Three questions about the new Elektra for Prof. Dr.-Ing. Gerd Holbach, Head of the Department of Design and Operation of Maritime Systems at the Institute for Naval Architecture and Ocean Engineering at the Technische Universität Berlin

HHLA online magazine: What is so special about the Elektra?
Prof. Gerd Holbach: What’s special about the Elektra is, of course, the new energy system. The Elektra is simply the vessel using this system. Inland waterway shipping is still not completely carbon-neutral. For urban areas is particular, this energy system makes sense, as it is emission-free and ensures noise protection. Incidentally, the idea of using hydrogen as a fuel was developed back in the 1960s. In the freight transport sector, however, the Elektra is a pioneering project. The goal was to demonstrate: it will work!

What about cost-effectiveness?
The investment costs are significantly higher than for comparable conventional pusher boats. However, the goal is to achieve the same cost-effectiveness, in other words with operating costs, as with a diesel propulsion system. But we can factor in other aspects here too: There is potentially an additional benefit that might not seem obvious. The Elektra could serve as an electricity supplier for part of a city, like a mobile power plant – in the context of sector coupling.

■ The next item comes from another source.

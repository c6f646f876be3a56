mod compiler_tests;
mod vm_tests;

This comprises heat, energy and mobility.

When can we expect to see a noticeable change in inland waterway shipping?
Looking to the future: with regard to technology, it will be possible to present fully developed solutions in five years’ time. In ten years, this will have a noticeable impact on Europe’s inland shipping waterways. The world in general will become even more hybrid than we can imagine today.